Bei dem Gedicht Zu Viel als Beispiel: wir finden als Stilmittel:
Frage, Frage, Frage,
Wiederholungen von „ich hasse“. Da ist dann eine Idee, aber die ist mir einfach zu lieblos, zu „einfach“ – Stellen wie „dieses weg-Gefühl“ sind mir zu kreativlos. Diesem Gefühl kein besseres Wort zuzuordnen bei einem Gedicht oder ein Bild zum Beispiel stört mich als Leserin einfach und hinterlässt diesen Geschmack von: schnell runterschreiben.
Bei dem Gedicht Krise - dort heißt es: „ich habe am wenigsten Berufserfahrung“ in einem Vers – dies ist mir viel zu unlyrisch, da bin ich einfach klassisch. Ich meine damit keine Goethe Verse, aber die Gedichte hintereinander lesen sich für mich nicht wie Lyrik – bis auf den Fakt, dass man sie an den Versen, also den gesetzten Absätzen erkennt, würde ich, wenn jemand dies vorliest eher denken, dass jemand ein Tagebuch verfasst oder manchmal sogar eine emotionale Whatsapp, in der man versucht die Gefühle schnell auszudrücken.
Ich habe ein weiteres Beispiel dafür, was ich damit meine, dass mir ein Rhythmus fehlt. „So viele Menschen sind von ihm zerfressen UND leben nur noch dafür…“ – eine von unendlich vielen Stellen, an denen ich keine Poesie fühle, sondern eher eine andere Textform. Taktischer wäre: „So viele Menschen vom Hass zerfressen.
Leben nur noch…“, wenn man damit ansatzweise versteht, was ich meine.
„Ganz egal, ob das Paradies für dich eine tropische Insel ist, mit endlosen Sandstränden, und du einfach in der Sonne liegen willst, Ob du deine Freizeit einem höheren Zeil widmest und ehrenamtlich arbeitetest. Bau dir dein eigeneres Paradies. Erschaffe dir deine eigene Utopie eines vollkommenen Ortes und genieße die Zeit dort.“ – Solche Stellen hören sich mehr nach Ratgeber, als Poesie oder Lyrik an, finde ich. Auch ein „oder“ hat mir beim Lesefluss gefehlt, „egal ob…, oder…“, und solche Stellen sind mir oft aufgefallen. Letztlich sind mir die Texte einfach zu unausgepfeilt.
Oft dachte ich mir, die Stelle müsste knackiger sein; wieder ein Beispiel: „Sie sagen ich sei Gift, ich weiß nicht, OBS so ist…“, aber die Verse danach sind dann sowieso wieder unmelodisch.
Oder „Ich bin eigentlich nicht der Typ Mensch, der betet“ als Gedichtanfang?
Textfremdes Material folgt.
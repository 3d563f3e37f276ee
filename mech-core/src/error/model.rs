//! Errors caused by the shape of the model graph.

use mech_attrs::ErrorKind;
use mech_error::ErrorKind;
use super::did_you_mean;

/// No node of the given kind has this name.
#[derive(Debug, Clone, ErrorKind, PartialEq)]
#[error(
    category = Model,
    message = format!("there is no {} named `{}`", kind, name),
    help = did_you_mean(kind, suggestions),
)]
pub struct NotFound {
    /// The kind of node that was looked up (`base`, `point`, ...).
    pub kind: &'static str,

    /// The name that was looked up.
    pub name: String,

    /// Names of existing nodes of the same kind that are similar to `name`.
    pub suggestions: Vec<String>,
}

/// Two nodes do not share a root, so no quantity relates them.
#[derive(Debug, Clone, ErrorKind, PartialEq)]
#[error(
    category = Model,
    message = format!("the {}s `{}` and `{}` are not in the same tree", kind, from, to),
    help = "every node must descend from a common root for its relative kinematics to exist",
)]
pub struct DisjointTrees {
    /// The kind of the nodes (`base` or `point`).
    pub kind: &'static str,

    /// The name of the first node.
    pub from: String,

    /// The name of the second node.
    pub to: String,
}

/// A node or symbol with this name already exists.
#[derive(Debug, Clone, ErrorKind, PartialEq)]
#[error(
    category = Model,
    message = format!("a {} named `{}` already exists", kind, name),
    help = "names are unique per kind of node, and symbol names are unique across the model",
)]
pub struct DuplicateName {
    /// The kind of the new node or symbol.
    pub kind: &'static str,

    /// The duplicated name.
    pub name: String,
}

/// A handle refers to a node that has been removed, or that belongs to another model.
#[derive(Debug, Clone, ErrorKind, PartialEq)]
#[error(
    category = Model,
    message = format!("the {} handle #{} does not refer to a live node", kind, index),
)]
pub struct StaleHandle {
    /// The kind of node the handle refers to.
    pub kind: &'static str,

    /// The slot the handle points to.
    pub index: usize,
}

/// A node cannot be removed while another node refers to it.
#[derive(Debug, Clone, ErrorKind, PartialEq)]
#[error(
    category = Model,
    message = format!("cannot remove the {} `{}`, it is used by the {}", kind, name, user),
    help = "remove the nodes that depend on it first",
)]
pub struct InUse {
    /// The kind of the node to remove.
    pub kind: &'static str,

    /// The name of the node to remove.
    pub name: String,

    /// Description of the first node found referring to it, such as "point `P1`".
    pub user: String,
}

/// The absolute base, origin point and absolute frame are never removed.
#[derive(Debug, Clone, ErrorKind, PartialEq)]
#[error(
    category = Model,
    message = format!("cannot remove the root {} `{}`", kind, name),
)]
pub struct RootRemoval {
    /// The kind of the root node.
    pub kind: &'static str,

    /// The name of the root node.
    pub name: String,
}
Scheint mir so krass lang.
„Du kannst nicht jeden verprügeln,
Der mich dumm anmacht“ – ist mir zu „unschön“ für ein Gedicht. Es liest sich, als hätte man das gerade seinem Freund geschrieben oder gesagt. Genau wie die Wortwahl „soziale Ungeschicklichkeit“ oder „gehe nicht andauernd aus oder feiern“ das sind alles Beispiele für eigentlich fast alle Verse, bei denen ich einfach keine „Magie“ spüre, die ich sonst bei passender Sprache empfinde.
Die Idee von kintsugi kenne ich auch schon lange aus Pinterest Bildern und Zitaten – daraus hätte man viel machen können, es bleibt aber so berichtartig.
Letztlich fehlt mir einfach dieser Wow-Effekt. Dass ich mir denke: wie kann man etwas so Schönes ausdrücken/zu Papier bringen. Wo ich sage: ooooh, das ist Poesie, das bewegt, das ist Kunst. Das habe ich leider bei den Texten nicht, auch wenn mir das mit der Hintergrundgeschichte leid tut – aber ich möchte bei meinen Rezensionen einfach nur ehrlich bleiben.